• Your task: Range to reproduce from the entries below: the line with "(10, digits)", the line with "pub fn len(&self)", and every line in between. Give them exactly and give nothing else.

-------- Data supplied

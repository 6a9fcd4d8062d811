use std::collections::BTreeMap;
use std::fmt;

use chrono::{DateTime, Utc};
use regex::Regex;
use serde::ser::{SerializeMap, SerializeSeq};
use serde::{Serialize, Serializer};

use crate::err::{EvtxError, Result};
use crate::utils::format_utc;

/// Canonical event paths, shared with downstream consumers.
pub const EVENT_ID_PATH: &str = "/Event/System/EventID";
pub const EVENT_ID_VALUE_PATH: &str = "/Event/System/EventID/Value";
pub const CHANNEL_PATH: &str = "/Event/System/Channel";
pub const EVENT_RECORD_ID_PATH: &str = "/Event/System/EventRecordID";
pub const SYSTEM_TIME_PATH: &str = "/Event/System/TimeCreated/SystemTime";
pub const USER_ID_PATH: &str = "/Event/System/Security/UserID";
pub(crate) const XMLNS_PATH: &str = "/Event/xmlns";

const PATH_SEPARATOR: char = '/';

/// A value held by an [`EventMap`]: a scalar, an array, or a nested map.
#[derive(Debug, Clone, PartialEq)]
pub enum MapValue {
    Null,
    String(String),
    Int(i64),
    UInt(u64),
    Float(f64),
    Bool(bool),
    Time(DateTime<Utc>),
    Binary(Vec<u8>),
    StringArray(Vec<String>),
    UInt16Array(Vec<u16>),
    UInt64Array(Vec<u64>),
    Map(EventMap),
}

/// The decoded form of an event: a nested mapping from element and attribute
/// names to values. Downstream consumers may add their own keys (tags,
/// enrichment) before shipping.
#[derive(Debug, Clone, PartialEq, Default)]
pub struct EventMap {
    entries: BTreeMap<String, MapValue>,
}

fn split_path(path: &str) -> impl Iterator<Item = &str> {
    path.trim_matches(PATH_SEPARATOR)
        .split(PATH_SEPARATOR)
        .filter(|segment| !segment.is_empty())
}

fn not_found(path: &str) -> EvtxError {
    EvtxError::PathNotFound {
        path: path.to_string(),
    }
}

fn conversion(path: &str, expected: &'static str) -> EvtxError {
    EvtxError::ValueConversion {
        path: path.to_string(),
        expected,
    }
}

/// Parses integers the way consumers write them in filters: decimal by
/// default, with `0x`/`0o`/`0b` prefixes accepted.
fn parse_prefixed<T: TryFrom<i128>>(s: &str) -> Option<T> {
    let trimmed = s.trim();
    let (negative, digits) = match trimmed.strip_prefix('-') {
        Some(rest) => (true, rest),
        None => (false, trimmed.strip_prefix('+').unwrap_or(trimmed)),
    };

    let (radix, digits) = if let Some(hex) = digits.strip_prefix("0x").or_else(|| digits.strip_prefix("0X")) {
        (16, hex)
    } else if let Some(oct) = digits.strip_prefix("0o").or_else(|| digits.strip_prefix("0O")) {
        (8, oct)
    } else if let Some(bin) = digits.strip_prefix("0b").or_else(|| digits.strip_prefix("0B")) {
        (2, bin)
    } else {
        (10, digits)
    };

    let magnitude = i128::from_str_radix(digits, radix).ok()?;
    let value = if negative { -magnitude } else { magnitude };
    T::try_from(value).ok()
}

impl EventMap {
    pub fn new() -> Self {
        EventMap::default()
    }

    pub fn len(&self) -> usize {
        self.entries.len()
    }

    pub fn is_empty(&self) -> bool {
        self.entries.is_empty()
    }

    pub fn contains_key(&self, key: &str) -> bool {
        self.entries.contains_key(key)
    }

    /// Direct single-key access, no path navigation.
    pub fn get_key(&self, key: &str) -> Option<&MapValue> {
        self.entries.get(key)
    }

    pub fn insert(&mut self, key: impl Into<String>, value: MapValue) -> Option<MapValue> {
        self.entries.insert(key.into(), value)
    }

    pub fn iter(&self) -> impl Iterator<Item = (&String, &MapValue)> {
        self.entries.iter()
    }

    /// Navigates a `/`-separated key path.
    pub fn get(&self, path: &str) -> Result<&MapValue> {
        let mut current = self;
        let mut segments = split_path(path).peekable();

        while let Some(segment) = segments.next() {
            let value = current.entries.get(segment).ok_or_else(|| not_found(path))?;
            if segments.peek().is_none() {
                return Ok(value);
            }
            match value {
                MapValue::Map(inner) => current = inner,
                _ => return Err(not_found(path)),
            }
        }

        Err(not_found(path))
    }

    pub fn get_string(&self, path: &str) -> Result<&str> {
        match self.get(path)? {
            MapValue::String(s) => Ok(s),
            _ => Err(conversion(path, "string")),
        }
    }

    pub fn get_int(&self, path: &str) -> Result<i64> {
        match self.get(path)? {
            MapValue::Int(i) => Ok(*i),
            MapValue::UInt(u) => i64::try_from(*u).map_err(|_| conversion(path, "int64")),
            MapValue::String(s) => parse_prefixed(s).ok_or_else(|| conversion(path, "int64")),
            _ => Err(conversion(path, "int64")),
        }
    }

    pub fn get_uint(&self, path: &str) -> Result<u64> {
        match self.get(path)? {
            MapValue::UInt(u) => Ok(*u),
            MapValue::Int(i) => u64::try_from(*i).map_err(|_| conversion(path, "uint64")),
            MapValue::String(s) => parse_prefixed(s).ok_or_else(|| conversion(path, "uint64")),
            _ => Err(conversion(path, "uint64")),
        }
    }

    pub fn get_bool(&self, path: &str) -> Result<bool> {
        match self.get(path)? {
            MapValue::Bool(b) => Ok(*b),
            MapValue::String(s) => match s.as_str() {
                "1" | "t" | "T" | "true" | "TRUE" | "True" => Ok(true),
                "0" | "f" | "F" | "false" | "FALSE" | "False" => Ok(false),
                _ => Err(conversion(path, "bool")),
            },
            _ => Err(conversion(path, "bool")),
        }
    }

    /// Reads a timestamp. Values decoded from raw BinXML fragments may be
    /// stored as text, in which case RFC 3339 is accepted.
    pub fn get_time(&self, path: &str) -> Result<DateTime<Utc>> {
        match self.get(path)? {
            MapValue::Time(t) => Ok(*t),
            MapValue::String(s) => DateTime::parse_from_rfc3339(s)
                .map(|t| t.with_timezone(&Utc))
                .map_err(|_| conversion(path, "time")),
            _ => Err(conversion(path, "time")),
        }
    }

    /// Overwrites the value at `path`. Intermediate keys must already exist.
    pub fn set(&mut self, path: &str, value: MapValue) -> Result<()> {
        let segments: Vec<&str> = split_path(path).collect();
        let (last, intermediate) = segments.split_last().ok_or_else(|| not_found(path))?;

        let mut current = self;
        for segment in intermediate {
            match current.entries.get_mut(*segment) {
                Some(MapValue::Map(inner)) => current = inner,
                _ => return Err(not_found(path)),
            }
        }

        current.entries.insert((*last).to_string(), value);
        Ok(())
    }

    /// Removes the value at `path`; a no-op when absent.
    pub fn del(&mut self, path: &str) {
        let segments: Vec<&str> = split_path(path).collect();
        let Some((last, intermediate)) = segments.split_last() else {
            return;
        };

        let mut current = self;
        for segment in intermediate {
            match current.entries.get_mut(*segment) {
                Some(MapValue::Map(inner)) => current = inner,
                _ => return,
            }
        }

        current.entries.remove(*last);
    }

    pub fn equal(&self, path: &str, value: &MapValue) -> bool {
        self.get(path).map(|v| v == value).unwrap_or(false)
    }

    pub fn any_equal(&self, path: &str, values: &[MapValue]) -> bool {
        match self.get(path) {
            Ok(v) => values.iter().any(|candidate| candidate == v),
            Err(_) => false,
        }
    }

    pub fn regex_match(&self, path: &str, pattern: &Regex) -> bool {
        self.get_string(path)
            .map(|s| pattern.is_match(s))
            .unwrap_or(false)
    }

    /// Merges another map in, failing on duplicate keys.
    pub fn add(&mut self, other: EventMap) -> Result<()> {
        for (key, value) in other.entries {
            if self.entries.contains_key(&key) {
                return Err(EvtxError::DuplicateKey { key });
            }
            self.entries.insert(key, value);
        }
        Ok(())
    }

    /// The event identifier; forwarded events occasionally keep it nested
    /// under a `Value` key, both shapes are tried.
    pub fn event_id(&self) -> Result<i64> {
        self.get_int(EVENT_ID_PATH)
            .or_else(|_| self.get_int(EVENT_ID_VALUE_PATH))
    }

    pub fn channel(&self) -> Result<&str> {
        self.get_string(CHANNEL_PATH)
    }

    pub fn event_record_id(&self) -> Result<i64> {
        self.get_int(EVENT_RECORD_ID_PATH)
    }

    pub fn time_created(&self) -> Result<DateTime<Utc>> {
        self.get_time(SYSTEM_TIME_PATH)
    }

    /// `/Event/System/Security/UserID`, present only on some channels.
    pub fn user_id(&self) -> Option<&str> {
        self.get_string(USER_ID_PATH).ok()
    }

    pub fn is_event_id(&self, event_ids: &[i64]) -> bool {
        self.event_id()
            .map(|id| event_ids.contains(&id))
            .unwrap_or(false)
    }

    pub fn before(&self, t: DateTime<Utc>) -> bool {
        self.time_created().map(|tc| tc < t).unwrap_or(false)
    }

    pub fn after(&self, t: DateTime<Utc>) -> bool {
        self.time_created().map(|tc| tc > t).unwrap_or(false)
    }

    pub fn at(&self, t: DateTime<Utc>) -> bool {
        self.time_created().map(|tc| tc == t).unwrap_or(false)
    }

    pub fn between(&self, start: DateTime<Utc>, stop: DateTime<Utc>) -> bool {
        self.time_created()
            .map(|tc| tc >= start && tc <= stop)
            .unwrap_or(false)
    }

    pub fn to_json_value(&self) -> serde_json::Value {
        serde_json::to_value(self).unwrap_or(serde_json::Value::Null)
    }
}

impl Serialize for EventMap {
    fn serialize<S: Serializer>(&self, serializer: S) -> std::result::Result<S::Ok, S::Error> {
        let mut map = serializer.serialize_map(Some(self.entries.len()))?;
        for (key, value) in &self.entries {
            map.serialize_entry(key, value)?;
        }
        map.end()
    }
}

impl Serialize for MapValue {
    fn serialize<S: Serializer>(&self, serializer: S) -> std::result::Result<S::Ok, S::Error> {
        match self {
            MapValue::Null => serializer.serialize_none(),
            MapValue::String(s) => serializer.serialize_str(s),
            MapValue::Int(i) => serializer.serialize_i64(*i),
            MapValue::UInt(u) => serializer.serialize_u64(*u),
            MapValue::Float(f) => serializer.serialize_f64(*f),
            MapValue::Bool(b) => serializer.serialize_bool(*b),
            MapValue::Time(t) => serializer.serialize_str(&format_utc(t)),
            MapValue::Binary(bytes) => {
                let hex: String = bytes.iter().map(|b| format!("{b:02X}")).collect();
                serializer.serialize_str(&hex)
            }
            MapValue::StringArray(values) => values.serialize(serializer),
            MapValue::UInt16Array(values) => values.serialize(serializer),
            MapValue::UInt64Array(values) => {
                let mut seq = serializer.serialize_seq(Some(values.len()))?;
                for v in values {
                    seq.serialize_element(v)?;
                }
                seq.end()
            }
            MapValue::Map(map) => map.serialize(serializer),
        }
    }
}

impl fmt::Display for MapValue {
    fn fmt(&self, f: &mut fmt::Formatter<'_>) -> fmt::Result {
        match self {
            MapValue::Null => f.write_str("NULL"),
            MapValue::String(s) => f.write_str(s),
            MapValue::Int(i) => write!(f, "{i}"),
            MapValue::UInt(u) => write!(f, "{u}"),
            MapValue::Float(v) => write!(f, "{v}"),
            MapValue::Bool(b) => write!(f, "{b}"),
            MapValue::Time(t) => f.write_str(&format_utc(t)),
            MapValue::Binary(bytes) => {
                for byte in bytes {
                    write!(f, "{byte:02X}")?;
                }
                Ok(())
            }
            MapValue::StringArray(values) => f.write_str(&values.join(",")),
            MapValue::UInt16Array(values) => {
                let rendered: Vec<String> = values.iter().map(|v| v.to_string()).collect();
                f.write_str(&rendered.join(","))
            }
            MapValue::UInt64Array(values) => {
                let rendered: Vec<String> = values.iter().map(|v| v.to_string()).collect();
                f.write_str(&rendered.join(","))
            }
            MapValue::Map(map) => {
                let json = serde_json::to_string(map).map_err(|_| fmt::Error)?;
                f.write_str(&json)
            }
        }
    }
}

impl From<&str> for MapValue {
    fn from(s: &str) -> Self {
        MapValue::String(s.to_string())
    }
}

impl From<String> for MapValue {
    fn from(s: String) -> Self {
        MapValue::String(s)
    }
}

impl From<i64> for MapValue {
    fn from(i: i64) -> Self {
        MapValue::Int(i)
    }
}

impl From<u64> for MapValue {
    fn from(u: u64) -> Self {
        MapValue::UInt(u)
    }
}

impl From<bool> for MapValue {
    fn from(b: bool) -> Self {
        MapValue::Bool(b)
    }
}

----------------
-------- Data supplied

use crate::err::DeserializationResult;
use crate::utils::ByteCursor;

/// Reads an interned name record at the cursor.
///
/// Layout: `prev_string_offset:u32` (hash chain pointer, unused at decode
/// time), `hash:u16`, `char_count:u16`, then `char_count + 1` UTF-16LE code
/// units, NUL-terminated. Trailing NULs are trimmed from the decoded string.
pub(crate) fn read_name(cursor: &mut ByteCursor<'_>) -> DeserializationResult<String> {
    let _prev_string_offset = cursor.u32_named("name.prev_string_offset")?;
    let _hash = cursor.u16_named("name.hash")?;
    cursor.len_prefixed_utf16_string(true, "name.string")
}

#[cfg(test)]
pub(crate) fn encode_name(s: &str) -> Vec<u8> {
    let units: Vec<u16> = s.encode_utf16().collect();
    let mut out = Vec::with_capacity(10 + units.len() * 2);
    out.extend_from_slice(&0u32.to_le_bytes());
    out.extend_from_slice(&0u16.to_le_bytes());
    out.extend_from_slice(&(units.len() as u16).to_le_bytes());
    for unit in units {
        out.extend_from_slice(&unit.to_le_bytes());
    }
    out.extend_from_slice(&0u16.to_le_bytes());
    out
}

----------------

• Result of the exercise:
        (10, digits)
    };

    let magnitude = i128::from_str_radix(digits, radix).ok()?;
    let value = if negative { -magnitude } else { magnitude };
    T::try_from(value).ok()
}

impl EventMap {
    pub fn new() -> Self {
        EventMap::default()
    }

    pub fn len(&self) -> usize {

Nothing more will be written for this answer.